The company said that since iit bottomed in 2008, zinc had rebounded to over $1/lb, only to slip back during May 2010 when the first wave of European economic woes surfaced, and then again on the recent global market weakness.
The metal seems to have found stability in a band of between 85c/lb and $1/lb.
“This relative stability is good but not much consolation to anyone in the space. This includes end-users.
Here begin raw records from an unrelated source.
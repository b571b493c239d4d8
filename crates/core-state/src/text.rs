//! Line arena and the doubly linked line list.
//!
//! `BufferText` owns every line node of one buffer. Nodes are addressed by
//! stable [`LineId`] handles; `prev`/`next` are handles too, so the "linked
//! list" is just `first`/`last` plus per-slot neighbors. Unlinking a node
//! leaves its slot allocated — actions keep handles to unlinked satellite
//! nodes and relink them on redo. Slots on the free list are only those
//! explicitly recycled.
//!
//! Invariants (hold between public calls):
//! * at least one line is linked; `first.prev == None`, `last.next == None`;
//! * `lines_n` equals the number of linked nodes;
//! * `bytes_n` equals the sum of linked nodes' data lengths (the implicit
//!   newline separators are not counted).

/// Stable handle of a line node.
#[derive(Debug, Clone, Copy, PartialEq, Eq, Hash)]
pub struct LineId(u32);

impl LineId {
    pub fn index(self) -> usize {
        self.0 as usize
    }
}

#[derive(Debug, Default)]
struct LineSlot {
    data: Vec<u8>,
    prev: Option<LineId>,
    next: Option<LineId>,
}

#[derive(Debug)]
pub struct BufferText {
    slots: Vec<LineSlot>,
    free: Vec<LineId>,
    first: LineId,
    last: LineId,
    lines_n: usize,
    bytes_n: usize,
}

impl BufferText {
    /// A text of exactly one empty line.
    pub fn new() -> Self {
        let mut t = Self {
            slots: Vec::new(),
            free: Vec::new(),
            first: LineId(0),
            last: LineId(0),
            lines_n: 0,
            bytes_n: 0,
        };
        let l = t.alloc();
        t.first = l;
        t.last = l;
        t.lines_n = 1;
        t
    }

    /// Build from raw file bytes. `\n` separates lines; content after the
    /// last `\n` (or the whole input without one) becomes the final line, so
    /// `"a\n"` loads as `["a", ""]` and saves back byte-identical.
    pub fn from_bytes(data: &[u8]) -> Self {
        let mut t = Self::new();
        let mut start = 0;
        let mut cur = t.first;
        for (i, &b) in data.iter().enumerate() {
            if b == b'\n' {
                let line = &data[start..i];
                t.slots[cur.index()].data = line.to_vec();
                t.bytes_n += line.len();
                let next = t.alloc();
                t.link_after(next, cur);
                cur = next;
                start = i + 1;
            }
        }
        let tail = &data[start..];
        t.slots[cur.index()].data = tail.to_vec();
        t.bytes_n += tail.len();
        t
    }

    fn alloc(&mut self) -> LineId {
        if let Some(id) = self.free.pop() {
            self.slots[id.index()] = LineSlot::default();
            return id;
        }
        let id = LineId(self.slots.len() as u32);
        self.slots.push(LineSlot::default());
        id
    }

    /// Allocate a fresh, unlinked, empty line node (a satellite for a future
    /// insert action).
    pub fn alloc_line(&mut self) -> LineId {
        self.alloc()
    }

    pub fn first(&self) -> LineId {
        self.first
    }

    pub fn last(&self) -> LineId {
        self.last
    }

    pub fn lines_n(&self) -> usize {
        self.lines_n
    }

    pub fn bytes_n(&self) -> usize {
        self.bytes_n
    }

    pub fn line(&self, id: LineId) -> &[u8] {
        &self.slots[id.index()].data
    }

    pub fn line_mut(&mut self, id: LineId) -> &mut Vec<u8> {
        &mut self.slots[id.index()].data
    }

    pub fn next(&self, id: LineId) -> Option<LineId> {
        self.slots[id.index()].next
    }

    pub fn prev(&self, id: LineId) -> Option<LineId> {
        self.slots[id.index()].prev
    }

    /// Splice `line` into the list right after `prev`.
    pub fn link_after(&mut self, line: LineId, prev: LineId) {
        let after = self.slots[prev.index()].next;
        self.slots[prev.index()].next = Some(line);
        self.slots[line.index()].prev = Some(prev);
        self.slots[line.index()].next = after;
        match after {
            Some(a) => self.slots[a.index()].prev = Some(line),
            None => self.last = line,
        }
        self.lines_n += 1;
    }

    /// Unlink `line` from the list. Its data is cleared (a later relink via
    /// the same action repopulates it); the slot itself stays allocated so
    /// the handle remains valid.
    pub fn unlink(&mut self, line: LineId) {
        let LineSlot { prev, next, .. } = self.slots[line.index()];
        match prev {
            Some(p) => self.slots[p.index()].next = next,
            None => self.first = next.expect("unlinking the only line"),
        }
        match next {
            Some(n) => self.slots[n.index()].prev = prev,
            None => self.last = prev.expect("unlinking the only line"),
        }
        let slot = &mut self.slots[line.index()];
        slot.prev = None;
        slot.next = None;
        slot.data.clear();
        self.lines_n -= 1;
    }

    pub fn add_bytes(&mut self, n: usize) {
        self.bytes_n += n;
    }

    pub fn sub_bytes(&mut self, n: usize) {
        debug_assert!(self.bytes_n >= n);
        self.bytes_n -= n;
    }

    /// 1-based line number of `id` (a linear walk; used by assertions and
    /// tests, not by editing paths).
    pub fn line_num(&self, id: LineId) -> usize {
        let mut n = 1;
        let mut cur = self.first;
        while cur != id {
            cur = self.next(cur).expect("line id not linked in this text");
            n += 1;
        }
        n
    }

    /// Iterate linked line ids front to back.
    pub fn iter_ids(&self) -> LineIds<'_> {
        LineIds {
            text: self,
            cur: Some(self.first),
        }
    }

    /// Full contents with `\n` between lines (no trailing newline beyond
    /// what an empty last line implies).
    pub fn contents(&self) -> Vec<u8> {
        let mut out = Vec::with_capacity(self.bytes_n + self.lines_n);
        let mut cur = Some(self.first);
        while let Some(id) = cur {
            out.extend_from_slice(self.line(id));
            cur = self.next(id);
            if cur.is_some() {
                out.push(b'\n');
            }
        }
        out
    }

    #[cfg(debug_assertions)]
    pub fn check_invariants(&self) {
        let mut n = 0;
        let mut bytes = 0;
        let mut cur = Some(self.first);
        let mut prev: Option<LineId> = None;
        while let Some(id) = cur {
            assert_eq!(self.prev(id), prev);
            n += 1;
            bytes += self.line(id).len();
            prev = Some(id);
            cur = self.next(id);
        }
        assert_eq!(prev, Some(self.last));
        assert_eq!(n, self.lines_n, "lines_n out of sync");
        assert_eq!(bytes, self.bytes_n, "bytes_n out of sync");
    }
}

impl Default for BufferText {
    fn default() -> Self {
        Self::new()
    }
}

pub struct LineIds<'a> {
    text: &'a BufferText,
    cur: Option<LineId>,
}

impl<'a> Iterator for LineIds<'a> {
    type Item = LineId;

    fn next(&mut self) -> Option<LineId> {
        let id = self.cur?;
        self.cur = self.text.next(id);
        Some(id)
    }
}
The zinc complex has needed a sustained recovery in prices to tease new projects off the drawing boards and into the financing phase,” the company said in a research note.
Analysts said there is no new significant production scheduled to come on line during the next three years, except for strong byproduct credits from silver and lead mines, while many significant zinc mines are scheduled for exhaustion by 2015. Mine closures are expected to result in a net loss of about 1.4-million tons of zinc over the next few years.
In Canada, the Xstrata-owned Brunswick and Perseverance mines are destined to close in 2013, after Brunswick mine had already been stretched beyond its original life-of-mine.
A shutdown of the two mines would remove a combined 350 000 t of yearly metal capacity.
To counter such closures there are new mines such as Glencore’s Perkoa project, in Burkina Faso, with a capacity to produce about 90 000 t/y and Talivivaara, in Finland, at just over 25 000 t/y.
“Mega-mines that lasted for decades, are, in modern times, being replaced by much smaller mines with more limited mine lives,” the analyst said.